#### Source material ####

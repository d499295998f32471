//! Couchbase flavored memcached binary protocol.
//!
//! # Architecture
//!
//! ```text
//! ┌─────────────────────────────────────────────────────────────┐
//! │                   Node server (one per node)                │
//! ├─────────────────────────────────────────────────────────────┤
//! │  TCP Listener                                               │
//! │    ↓                                                        │
//! │  MemcachedCodec: 24-byte header, then body                  │
//! │    ↓                                                        │
//! │  Dispatcher                                                 │
//! │    ├── failmaker, command log, auth gate                    │
//! │    ├── Storage: set, add, replace, append, prepend, delete  │
//! │    ├── Retrieval: get, getl, gat, touch, replica, random    │
//! │    ├── Arithmetic: incr, decr                               │
//! │    ├── Observe: observe, observe-seqno                      │
//! │    ├── Subdoc: single path and multi-spec                   │
//! │    └── Other: hello, sasl, stat, config, errmap, ...        │
//! │    ↓                                                        │
//! │  Storage fabric (cache, disk, replicas)                     │
//! └─────────────────────────────────────────────────────────────┘
//! ```
//!
//! # Quiet Opcodes
//!
//! Quiet variants suppress the success response. The quiet gets (`GETQ`,
//! `GETKQ`, `GATQ`) invert that: they stay silent on a miss and answer a
//! hit.

pub mod commands;
pub mod protocol;
pub mod service;

pub use commands::{Dispatcher, Session};
pub use protocol::{MemcachedCodec, Request, RequestHeader, Response};
pub use service::{NodeServer, NodeServerConfig};

/// Request magic byte.
pub const REQUEST_MAGIC: u8 = 0x80;

/// Response magic byte.
pub const RESPONSE_MAGIC: u8 = 0x81;

/// Response magic byte when framing extras (tracing) follow the header.
pub const ALT_RESPONSE_MAGIC: u8 = 0x18;

/// Fixed header size.
pub const HEADER_SIZE: usize = 24;

/// Binary protocol opcodes understood by the mock.
#[derive(Debug, Clone, Copy, PartialEq, Eq, Hash)]
#[repr(u8)]
pub enum Opcode {
    Get = 0x00,
    Set = 0x01,
    Add = 0x02,
    Replace = 0x03,
    Delete = 0x04,
    Increment = 0x05,
    Decrement = 0x06,
    Quit = 0x07,
    Flush = 0x08,
    GetQ = 0x09,
    Noop = 0x0a,
    Version = 0x0b,
    GetK = 0x0c,
    GetKQ = 0x0d,
    Append = 0x0e,
    Prepend = 0x0f,
    Stat = 0x10,
    SetQ = 0x11,
    AddQ = 0x12,
    ReplaceQ = 0x13,
    DeleteQ = 0x14,
    IncrementQ = 0x15,
    DecrementQ = 0x16,
    QuitQ = 0x17,
    FlushQ = 0x18,
    AppendQ = 0x19,
    PrependQ = 0x1a,
    Verbosity = 0x1b,
    Touch = 0x1c,
    Gat = 0x1d,
    GatQ = 0x1e,
    Hello = 0x1f,
    SaslListMechs = 0x20,
    SaslAuth = 0x21,
    SaslStep = 0x22,
    GetReplica = 0x83,
    SelectBucket = 0x89,
    ObserveSeqno = 0x91,
    Observe = 0x92,
    GetLocked = 0x94,
    UnlockKey = 0x95,
    GetClusterConfig = 0xb5,
    GetRandomKey = 0xb6,
    SubdocGet = 0xc5,
    SubdocExists = 0xc6,
    SubdocDictAdd = 0xc7,
    SubdocDictUpsert = 0xc8,
    SubdocDelete = 0xc9,
    SubdocReplace = 0xca,
    SubdocArrayPushLast = 0xcb,
    SubdocArrayPushFirst = 0xcc,
    SubdocArrayInsert = 0xcd,
    SubdocArrayAddUnique = 0xce,
    SubdocCounter = 0xcf,
    SubdocMultiLookup = 0xd0,
    SubdocMultiMutation = 0xd1,
    SubdocGetCount = 0xd2,
    GetErrorMap = 0xfe,
}

impl Opcode {
    const ALL: [Opcode; 58] = [
        Opcode::Get,
        Opcode::Set,
        Opcode::Add,
        Opcode::Replace,
        Opcode::Delete,
        Opcode::Increment,
        Opcode::Decrement,
        Opcode::Quit,
        Opcode::Flush,
        Opcode::GetQ,
        Opcode::Noop,
        Opcode::Version,
        Opcode::GetK,
        Opcode::GetKQ,
        Opcode::Append,
        Opcode::Prepend,
        Opcode::Stat,
        Opcode::SetQ,
        Opcode::AddQ,
        Opcode::ReplaceQ,
        Opcode::DeleteQ,
        Opcode::IncrementQ,
        Opcode::DecrementQ,
        Opcode::QuitQ,
        Opcode::FlushQ,
        Opcode::AppendQ,
        Opcode::PrependQ,
        Opcode::Verbosity,
        Opcode::Touch,
        Opcode::Gat,
        Opcode::GatQ,
        Opcode::Hello,
        Opcode::SaslListMechs,
        Opcode::SaslAuth,
        Opcode::SaslStep,
        Opcode::GetReplica,
        Opcode::SelectBucket,
        Opcode::ObserveSeqno,
        Opcode::Observe,
        Opcode::GetLocked,
        Opcode::UnlockKey,
        Opcode::GetClusterConfig,
        Opcode::GetRandomKey,
        Opcode::SubdocGet,
        Opcode::SubdocExists,
        Opcode::SubdocDictAdd,
        Opcode::SubdocDictUpsert,
        Opcode::SubdocDelete,
        Opcode::SubdocReplace,
        Opcode::SubdocArrayPushLast,
        Opcode::SubdocArrayPushFirst,
        Opcode::SubdocArrayInsert,
        Opcode::SubdocArrayAddUnique,
        Opcode::SubdocCounter,
        Opcode::SubdocMultiLookup,
        Opcode::SubdocMultiMutation,
        Opcode::SubdocGetCount,
        Opcode::GetErrorMap,
    ];

    pub const fn code(self) -> u8 {
        self as u8
    }

    /// Check if this is a quiet opcode.
    pub fn is_quiet(&self) -> bool {
        matches!(
            self,
            Opcode::GetQ
                | Opcode::GetKQ
                | Opcode::SetQ
                | Opcode::AddQ
                | Opcode::ReplaceQ
                | Opcode::DeleteQ
                | Opcode::IncrementQ
                | Opcode::DecrementQ
                | Opcode::QuitQ
                | Opcode::FlushQ
                | Opcode::AppendQ
                | Opcode::PrependQ
                | Opcode::GatQ
        )
    }

    /// Quiet gets answer hits and swallow misses.
    pub fn is_quiet_get(&self) -> bool {
        matches!(self, Opcode::GetQ | Opcode::GetKQ | Opcode::GatQ)
    }

    /// Get the non-quiet version of this opcode.
    pub fn to_non_quiet(&self) -> Opcode {
        match self {
            Opcode::GetQ => Opcode::Get,
            Opcode::GetKQ => Opcode::GetK,
            Opcode::SetQ => Opcode::Set,
            Opcode::AddQ => Opcode::Add,
            Opcode::ReplaceQ => Opcode::Replace,
            Opcode::DeleteQ => Opcode::Delete,
            Opcode::IncrementQ => Opcode::Increment,
            Opcode::DecrementQ => Opcode::Decrement,
            Opcode::QuitQ => Opcode::Quit,
            Opcode::FlushQ => Opcode::Flush,
            Opcode::AppendQ => Opcode::Append,
            Opcode::PrependQ => Opcode::Prepend,
            Opcode::GatQ => Opcode::Gat,
            other => *other,
        }
    }

    /// Opcodes a client may send before authenticating.
    pub fn allowed_before_auth(&self) -> bool {
        matches!(
            self,
            Opcode::SaslAuth
                | Opcode::SaslListMechs
                | Opcode::SaslStep
                | Opcode::Hello
                | Opcode::GetErrorMap
        )
    }

    /// Upper-case command name, as used in logs.
    pub fn name(&self) -> &'static str {
        match self {
            Opcode::Get => "GET",
            Opcode::Set => "SET",
            Opcode::Add => "ADD",
            Opcode::Replace => "REPLACE",
            Opcode::Delete => "DELETE",
            Opcode::Increment => "INCREMENT",
            Opcode::Decrement => "DECREMENT",
            Opcode::Quit => "QUIT",
            Opcode::Flush => "FLUSH",
            Opcode::GetQ => "GETQ",
            Opcode::Noop => "NOOP",
            Opcode::Version => "VERSION",
            Opcode::GetK => "GETK",
            Opcode::GetKQ => "GETKQ",
            Opcode::Append => "APPEND",
            Opcode::Prepend => "PREPEND",
            Opcode::Stat => "STAT",
            Opcode::SetQ => "SETQ",
            Opcode::AddQ => "ADDQ",
            Opcode::ReplaceQ => "REPLACEQ",
            Opcode::DeleteQ => "DELETEQ",
            Opcode::IncrementQ => "INCREMENTQ",
            Opcode::DecrementQ => "DECREMENTQ",
            Opcode::QuitQ => "QUITQ",
            Opcode::FlushQ => "FLUSHQ",
            Opcode::AppendQ => "APPENDQ",
            Opcode::PrependQ => "PREPENDQ",
            Opcode::Verbosity => "VERBOSITY",
            Opcode::Touch => "TOUCH",
            Opcode::Gat => "GAT",
            Opcode::GatQ => "GATQ",
            Opcode::Hello => "HELLO",
            Opcode::SaslListMechs => "SASL_LIST_MECHS",
            Opcode::SaslAuth => "SASL_AUTH",
            Opcode::SaslStep => "SASL_STEP",
            Opcode::GetReplica => "GET_REPLICA",
            Opcode::SelectBucket => "SELECT_BUCKET",
            Opcode::ObserveSeqno => "OBSERVE_SEQNO",
            Opcode::Observe => "OBSERVE",
            Opcode::GetLocked => "GET_LOCKED",
            Opcode::UnlockKey => "UNLOCK_KEY",
            Opcode::GetClusterConfig => "GET_CLUSTER_CONFIG",
            Opcode::GetRandomKey => "GET_RANDOM_KEY",
            Opcode::SubdocGet => "SUBDOC_GET",
            Opcode::SubdocExists => "SUBDOC_EXISTS",
            Opcode::SubdocDictAdd => "SUBDOC_DICT_ADD",
            Opcode::SubdocDictUpsert => "SUBDOC_DICT_UPSERT",
            Opcode::SubdocDelete => "SUBDOC_DELETE",
            Opcode::SubdocReplace => "SUBDOC_REPLACE",
            Opcode::SubdocArrayPushLast => "SUBDOC_ARRAY_PUSH_LAST",
            Opcode::SubdocArrayPushFirst => "SUBDOC_ARRAY_PUSH_FIRST",
            Opcode::SubdocArrayInsert => "SUBDOC_ARRAY_INSERT",
            Opcode::SubdocArrayAddUnique => "SUBDOC_ARRAY_ADD_UNIQUE",
            Opcode::SubdocCounter => "SUBDOC_COUNTER",
            Opcode::SubdocMultiLookup => "SUBDOC_MULTI_LOOKUP",
            Opcode::SubdocMultiMutation => "SUBDOC_MULTI_MUTATION",
            Opcode::SubdocGetCount => "SUBDOC_GET_COUNT",
            Opcode::GetErrorMap => "GET_ERROR_MAP",
        }
    }
}

impl TryFrom<u8> for Opcode {
    type Error = u8;

    fn try_from(value: u8) -> Result<Self, Self::Error> {
        Self::ALL
            .iter()
            .copied()
            .find(|op| op.code() == value)
            .ok_or(value)
    }
}

impl std::fmt::Display for Opcode {
    fn fmt(&self, f: &mut std::fmt::Formatter<'_>) -> std::fmt::Result {
        f.write_str(self.name())
    }
}

/// HELLO feature codes.
#[derive(Debug, Clone, Copy, PartialEq, Eq)]
#[repr(u16)]
pub enum HelloFeature {
    Datatype = 0x01,
    Tls = 0x02,
    TcpNodelay = 0x03,
    MutationSeqno = 0x04,
    Xattr = 0x06,
    Xerror = 0x07,
    SelectBucket = 0x08,
    Collections = 0x09,
    Snappy = 0x0a,
    Json = 0x0b,
    Duplex = 0x0c,
    ClustermapChangeNotification = 0x0d,
    UnorderedExecution = 0x0e,
    Tracing = 0x0f,
}

impl HelloFeature {
    pub fn from_code(code: u16) -> Option<Self> {
        Some(match code {
            0x01 => Self::Datatype,
            0x02 => Self::Tls,
            0x03 => Self::TcpNodelay,
            0x04 => Self::MutationSeqno,
            0x06 => Self::Xattr,
            0x07 => Self::Xerror,
            0x08 => Self::SelectBucket,
            0x09 => Self::Collections,
            0x0a => Self::Snappy,
            0x0b => Self::Json,
            0x0c => Self::Duplex,
            0x0d => Self::ClustermapChangeNotification,
            0x0e => Self::UnorderedExecution,
            0x0f => Self::Tracing,
            _ => return None,
        })
    }

    pub const fn code(self) -> u16 {
        self as u16
    }
}

#[cfg(test)]
mod tests {
    use super::*;

    #[test]
    fn test_opcode_roundtrip() {
        for op in Opcode::ALL {
            assert_eq!(Opcode::try_from(op.code()), Ok(op));
        }
        assert_eq!(Opcode::try_from(0x42u8), Err(0x42));
    }

    #[test]
    fn test_quiet_opcodes() {
        assert!(Opcode::SetQ.is_quiet());
        assert_eq!(Opcode::SetQ.to_non_quiet(), Opcode::Set);
        assert!(Opcode::GatQ.is_quiet_get());
        assert!(!Opcode::DeleteQ.is_quiet_get());
        assert!(!Opcode::Get.is_quiet());
        assert_eq!(Opcode::Get.to_non_quiet(), Opcode::Get);
    }

    #[test]
    fn test_pre_auth_opcodes() {
        assert!(Opcode::Hello.allowed_before_auth());
        assert!(Opcode::GetErrorMap.allowed_before_auth());
        assert!(!Opcode::Get.allowed_before_auth());
        assert!(!Opcode::SelectBucket.allowed_before_auth());
    }

    #[test]
    fn test_hello_features() {
        assert_eq!(HelloFeature::from_code(0x0f), Some(HelloFeature::Tracing));
        assert_eq!(HelloFeature::from_code(0x05), None);
        assert_eq!(HelloFeature::Snappy.code(), 10);
    }
}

####

Work task >> Only lines containing the string "commands" belong in the answer; find them in the data above and copy them.

Exercise output >>
pub mod commands;
pub use commands::{Dispatcher, Session};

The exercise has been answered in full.